#### PROBLEM DESCRIPTION:
Nothing may differ between your reply and the listing that follows.

#### RECORDS FOR THIS TASK:
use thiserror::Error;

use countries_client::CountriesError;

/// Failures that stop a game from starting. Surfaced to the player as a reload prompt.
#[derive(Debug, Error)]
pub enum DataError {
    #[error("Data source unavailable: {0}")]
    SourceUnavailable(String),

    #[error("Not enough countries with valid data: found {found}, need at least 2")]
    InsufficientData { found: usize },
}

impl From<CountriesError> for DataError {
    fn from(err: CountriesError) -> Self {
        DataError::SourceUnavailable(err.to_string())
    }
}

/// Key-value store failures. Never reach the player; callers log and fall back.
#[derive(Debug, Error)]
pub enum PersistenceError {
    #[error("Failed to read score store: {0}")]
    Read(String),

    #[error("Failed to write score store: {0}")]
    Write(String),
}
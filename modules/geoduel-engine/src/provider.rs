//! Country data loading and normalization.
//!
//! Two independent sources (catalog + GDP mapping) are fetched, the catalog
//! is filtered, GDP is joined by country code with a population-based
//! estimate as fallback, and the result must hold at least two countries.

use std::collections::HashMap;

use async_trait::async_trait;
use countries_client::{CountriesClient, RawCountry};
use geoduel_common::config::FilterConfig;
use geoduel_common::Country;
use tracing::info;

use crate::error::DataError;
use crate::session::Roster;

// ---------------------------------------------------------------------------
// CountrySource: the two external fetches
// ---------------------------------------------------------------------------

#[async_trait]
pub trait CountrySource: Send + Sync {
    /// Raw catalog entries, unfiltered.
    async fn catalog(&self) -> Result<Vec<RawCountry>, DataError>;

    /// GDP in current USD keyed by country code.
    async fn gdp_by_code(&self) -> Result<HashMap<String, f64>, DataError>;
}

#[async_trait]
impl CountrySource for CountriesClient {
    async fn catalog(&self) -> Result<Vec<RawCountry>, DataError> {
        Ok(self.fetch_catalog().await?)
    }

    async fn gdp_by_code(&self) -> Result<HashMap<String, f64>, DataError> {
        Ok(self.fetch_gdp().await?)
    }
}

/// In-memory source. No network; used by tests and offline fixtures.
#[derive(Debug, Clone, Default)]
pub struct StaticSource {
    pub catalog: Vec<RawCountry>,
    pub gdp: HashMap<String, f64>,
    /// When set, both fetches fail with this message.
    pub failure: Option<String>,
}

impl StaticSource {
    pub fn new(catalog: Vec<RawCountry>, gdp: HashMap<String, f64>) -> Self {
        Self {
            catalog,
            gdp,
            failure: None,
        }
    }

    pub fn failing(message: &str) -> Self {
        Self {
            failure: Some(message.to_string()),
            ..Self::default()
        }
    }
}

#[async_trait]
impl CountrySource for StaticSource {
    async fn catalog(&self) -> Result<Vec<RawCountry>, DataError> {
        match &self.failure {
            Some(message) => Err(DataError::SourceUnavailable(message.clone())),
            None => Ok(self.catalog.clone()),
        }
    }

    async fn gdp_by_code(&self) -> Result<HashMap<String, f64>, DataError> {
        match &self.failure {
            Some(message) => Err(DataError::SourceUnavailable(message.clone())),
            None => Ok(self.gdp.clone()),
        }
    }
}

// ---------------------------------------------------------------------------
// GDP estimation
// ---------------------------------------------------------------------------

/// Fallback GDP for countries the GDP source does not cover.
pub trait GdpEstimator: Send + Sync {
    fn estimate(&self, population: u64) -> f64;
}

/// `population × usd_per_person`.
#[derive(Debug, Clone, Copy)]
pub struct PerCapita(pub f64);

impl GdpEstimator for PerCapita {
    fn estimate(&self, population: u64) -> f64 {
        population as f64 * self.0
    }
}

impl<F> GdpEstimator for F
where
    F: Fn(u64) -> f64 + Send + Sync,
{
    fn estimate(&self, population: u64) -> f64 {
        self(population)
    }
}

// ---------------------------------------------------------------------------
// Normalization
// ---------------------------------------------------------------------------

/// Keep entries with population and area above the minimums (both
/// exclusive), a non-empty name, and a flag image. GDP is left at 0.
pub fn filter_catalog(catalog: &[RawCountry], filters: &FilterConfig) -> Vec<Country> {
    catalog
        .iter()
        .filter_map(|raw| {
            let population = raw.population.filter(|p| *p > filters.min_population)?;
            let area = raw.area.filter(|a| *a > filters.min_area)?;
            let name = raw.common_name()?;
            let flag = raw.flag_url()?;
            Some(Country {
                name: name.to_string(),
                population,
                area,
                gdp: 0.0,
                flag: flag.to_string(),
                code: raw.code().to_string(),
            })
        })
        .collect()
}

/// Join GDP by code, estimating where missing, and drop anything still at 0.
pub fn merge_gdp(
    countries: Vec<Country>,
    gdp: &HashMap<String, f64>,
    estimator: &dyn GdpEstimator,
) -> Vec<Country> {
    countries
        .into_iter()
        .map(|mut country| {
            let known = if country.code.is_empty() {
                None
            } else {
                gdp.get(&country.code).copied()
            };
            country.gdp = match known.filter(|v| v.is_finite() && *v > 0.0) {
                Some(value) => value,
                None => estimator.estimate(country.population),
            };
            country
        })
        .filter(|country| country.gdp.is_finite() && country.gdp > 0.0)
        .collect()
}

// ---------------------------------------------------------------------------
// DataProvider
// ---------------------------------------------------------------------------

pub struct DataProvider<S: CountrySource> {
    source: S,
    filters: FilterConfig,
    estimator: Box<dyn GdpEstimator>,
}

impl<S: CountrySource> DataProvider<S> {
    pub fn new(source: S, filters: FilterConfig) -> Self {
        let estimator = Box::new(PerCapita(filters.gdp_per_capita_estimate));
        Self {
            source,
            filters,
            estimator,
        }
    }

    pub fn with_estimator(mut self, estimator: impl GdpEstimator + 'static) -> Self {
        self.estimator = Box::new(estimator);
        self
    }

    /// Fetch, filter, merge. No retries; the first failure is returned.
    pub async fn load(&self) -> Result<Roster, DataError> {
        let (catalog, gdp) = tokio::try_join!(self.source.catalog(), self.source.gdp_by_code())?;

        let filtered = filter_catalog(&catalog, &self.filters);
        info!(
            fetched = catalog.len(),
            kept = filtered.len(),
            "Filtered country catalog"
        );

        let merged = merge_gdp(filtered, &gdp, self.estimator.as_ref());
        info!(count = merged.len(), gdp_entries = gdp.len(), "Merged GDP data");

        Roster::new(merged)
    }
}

#### ANSWER TO THE EXERCISE:
use thiserror::Error;

use countries_client::CountriesError;

/// Failures that stop a game from starting. Surfaced to the player as a reload prompt.
#[derive(Debug, Error)]
pub enum DataError {
    #[error("Data source unavailable: {0}")]
    SourceUnavailable(String),

    #[error("Not enough countries with valid data: found {found}, need at least 2")]
    InsufficientData { found: usize },
}

impl From<CountriesError> for DataError {
    fn from(err: CountriesError) -> Self {
        DataError::SourceUnavailable(err.to_string())
    }
}

/// Key-value store failures. Never reach the player; callers log and fall back.
#[derive(Debug, Error)]
pub enum PersistenceError {
    #[error("Failed to read score store: {0}")]
    Read(String),

    #[error("Failed to write score store: {0}")]
    Write(String),
}
filename modules/geoduel-engine/src/provider.rs
//! Country data loading and normalization.
//!
//! Two independent sources (catalog + GDP mapping) are fetched, the catalog
//! is filtered, GDP is joined by country code with a population-based
//! estimate as fallback, and the result must hold at least two countries.

use std::collections::HashMap;

use async_trait::async_trait;
use countries_client::{CountriesClient, RawCountry};
use geoduel_common::config::FilterConfig;
use geoduel_common::Country;
use tracing::info;

use crate::error::DataError;
use crate::session::Roster;

// ---------------------------------------------------------------------------
// CountrySource: the two external fetches
// ---------------------------------------------------------------------------

#[async_trait]
pub trait CountrySource: Send + Sync {
    /// Raw catalog entries, unfiltered.
    async fn catalog(&self) -> Result<Vec<RawCountry>, DataError>;

    /// GDP in current USD keyed by country code.
    async fn gdp_by_code(&self) -> Result<HashMap<String, f64>, DataError>;
}

#[async_trait]
impl CountrySource for CountriesClient {
    async fn catalog(&self) -> Result<Vec<RawCountry>, DataError> {
        Ok(self.fetch_catalog().await?)
    }

    async fn gdp_by_code(&self) -> Result<HashMap<String, f64>, DataError> {
        Ok(self.fetch_gdp().await?)
    }
}

/// In-memory source. No network; used by tests and offline fixtures.
#[derive(Debug, Clone, Default)]
pub struct StaticSource {
    pub catalog: Vec<RawCountry>,
    pub gdp: HashMap<String, f64>,
    /// When set, both fetches fail with this message.
    pub failure: Option<String>,
}

impl StaticSource {
    pub fn new(catalog: Vec<RawCountry>, gdp: HashMap<String, f64>) -> Self {
        Self {
            catalog,
            gdp,
            failure: None,
        }
    }

    pub fn failing(message: &str) -> Self {
        Self {
            failure: Some(message.to_string()),
            ..Self::default()
        }
    }
}

#[async_trait]
impl CountrySource for StaticSource {
    async fn catalog(&self) -> Result<Vec<RawCountry>, DataError> {
        match &self.failure {
            Some(message) => Err(DataError::SourceUnavailable(message.clone())),
            None => Ok(self.catalog.clone()),
        }
    }

    async fn gdp_by_code(&self) -> Result<HashMap<String, f64>, DataError> {
        match &self.failure {
            Some(message) => Err(DataError::SourceUnavailable(message.clone())),
            None => Ok(self.gdp.clone()),
        }
    }
}

// ---------------------------------------------------------------------------
// GDP estimation
// ---------------------------------------------------------------------------

/// Fallback GDP for countries the GDP source does not cover.
pub trait GdpEstimator: Send + Sync {
    fn estimate(&self, population: u64) -> f64;
}

/// `population × usd_per_person`.
#[derive(Debug, Clone, Copy)]
pub struct PerCapita(pub f64);

impl GdpEstimator for PerCapita {
    fn estimate(&self, population: u64) -> f64 {
        population as f64 * self.0
    }
}

impl<F> GdpEstimator for F
where
    F: Fn(u64) -> f64 + Send + Sync,
{
    fn estimate(&self, population: u64) -> f64 {
        self(population)
    }
}

// ---------------------------------------------------------------------------
// Normalization
// ---------------------------------------------------------------------------

/// Keep entries with population and area above the minimums (both
/// exclusive), a non-empty name, and a flag image. GDP is left at 0.
pub fn filter_catalog(catalog: &[RawCountry], filters: &FilterConfig) -> Vec<Country> {
    catalog
        .iter()
        .filter_map(|raw| {
            let population = raw.population.filter(|p| *p > filters.min_population)?;
            let area = raw.area.filter(|a| *a > filters.min_area)?;
            let name = raw.common_name()?;
            let flag = raw.flag_url()?;
            Some(Country {
                name: name.to_string(),
                population,
                area,
                gdp: 0.0,
                flag: flag.to_string(),
                code: raw.code().to_string(),
            })
        })
        .collect()
}

/// Join GDP by code, estimating where missing, and drop anything still at 0.
pub fn merge_gdp(
    countries: Vec<Country>,
    gdp: &HashMap<String, f64>,
    estimator: &dyn GdpEstimator,
) -> Vec<Country> {
    countries
        .into_iter()
        .map(|mut country| {
            let known = if country.code.is_empty() {
                None
            } else {
                gdp.get(&country.code).copied()
            };
            country.gdp = match known.filter(|v| v.is_finite() && *v > 0.0) {
                Some(value) => value,
                None => estimator.estimate(country.population),
            };
            country
        })
        .filter(|country| country.gdp.is_finite() && country.gdp > 0.0)
        .collect()
}

// ---------------------------------------------------------------------------
// DataProvider
// ---------------------------------------------------------------------------

pub struct DataProvider<S: CountrySource> {
    source: S,
    filters: FilterConfig,
    estimator: Box<dyn GdpEstimator>,
}

impl<S: CountrySource> DataProvider<S> {
    pub fn new(source: S, filters: FilterConfig) -> Self {
        let estimator = Box::new(PerCapita(filters.gdp_per_capita_estimate));
        Self {
            source,
            filters,
            estimator,
        }
    }

    pub fn with_estimator(mut self, estimator: impl GdpEstimator + 'static) -> Self {
        self.estimator = Box::new(estimator);
        self
    }

    /// Fetch, filter, merge. No retries; the first failure is returned.
    pub async fn load(&self) -> Result<Roster, DataError> {
        let (catalog, gdp) = tokio::try_join!(self.source.catalog(), self.source.gdp_by_code())?;

        let filtered = filter_catalog(&catalog, &self.filters);
        info!(
            fetched = catalog.len(),
            kept = filtered.len(),
            "Filtered country catalog"
        );

        let merged = merge_gdp(filtered, &gdp, self.estimator.as_ref());
        info!(count = merged.len(), gdp_entries = gdp.len(), "Merged GDP data");

        Roster::new(merged)
    }
}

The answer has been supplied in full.